**Records from a data collection:**
· · · ·
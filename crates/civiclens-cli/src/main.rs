//! CivicLens CLI: the `civiclens` command.

mod cli;
mod commands;
mod support;

use clap::Parser;
use cli::{Cli, Commands};
use tracing_subscriber::{layer::SubscriberExt, util::SubscriberInitExt};

fn main() {
    // Logs go to stderr; stdout carries command output.
    tracing_subscriber::registry()
        .with(
            tracing_subscriber::EnvFilter::try_from_default_env()
                .unwrap_or_else(|_| "civiclens=warn".into()),
        )
        .with(tracing_subscriber::fmt::layer().with_writer(std::io::stderr))
        .init();

    let cli = Cli::parse();

    match cli.command {
        Commands::User { command } => commands::user::run(command),

        Commands::Issue { command } => commands::issue::run(command),

        Commands::Notifications { command } => commands::notifications::run(command),

        Commands::Leaderboard { limit, state, json } => {
            commands::leaderboard::run(limit, state, json)
        }

        Commands::Check { state, json } => commands::check::run(state, json),
    }
}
· · · ·
**PROBLEM REQUIREMENTS:**
This exercise asks for every line of the records to be repeated exactly.

**RESULT FOR THIS EXERCISE:**
filename crates/civiclens-cli/src/main.rs
//! CivicLens CLI: the `civiclens` command.

mod cli;
mod commands;
mod support;

use clap::Parser;
use cli::{Cli, Commands};
use tracing_subscriber::{layer::SubscriberExt, util::SubscriberInitExt};

fn main() {
    // Logs go to stderr; stdout carries command output.
    tracing_subscriber::registry()
        .with(
            tracing_subscriber::EnvFilter::try_from_default_env()
                .unwrap_or_else(|_| "civiclens=warn".into()),
        )
        .with(tracing_subscriber::fmt::layer().with_writer(std::io::stderr))
        .init();

    let cli = Cli::parse();

    match cli.command {
        Commands::User { command } => commands::user::run(command),

        Commands::Issue { command } => commands::issue::run(command),

        Commands::Notifications { command } => commands::notifications::run(command),

        Commands::Leaderboard { limit, state, json } => {
            commands::leaderboard::run(limit, state, json)
        }

        Commands::Check { state, json } => commands::check::run(state, json),
    }
}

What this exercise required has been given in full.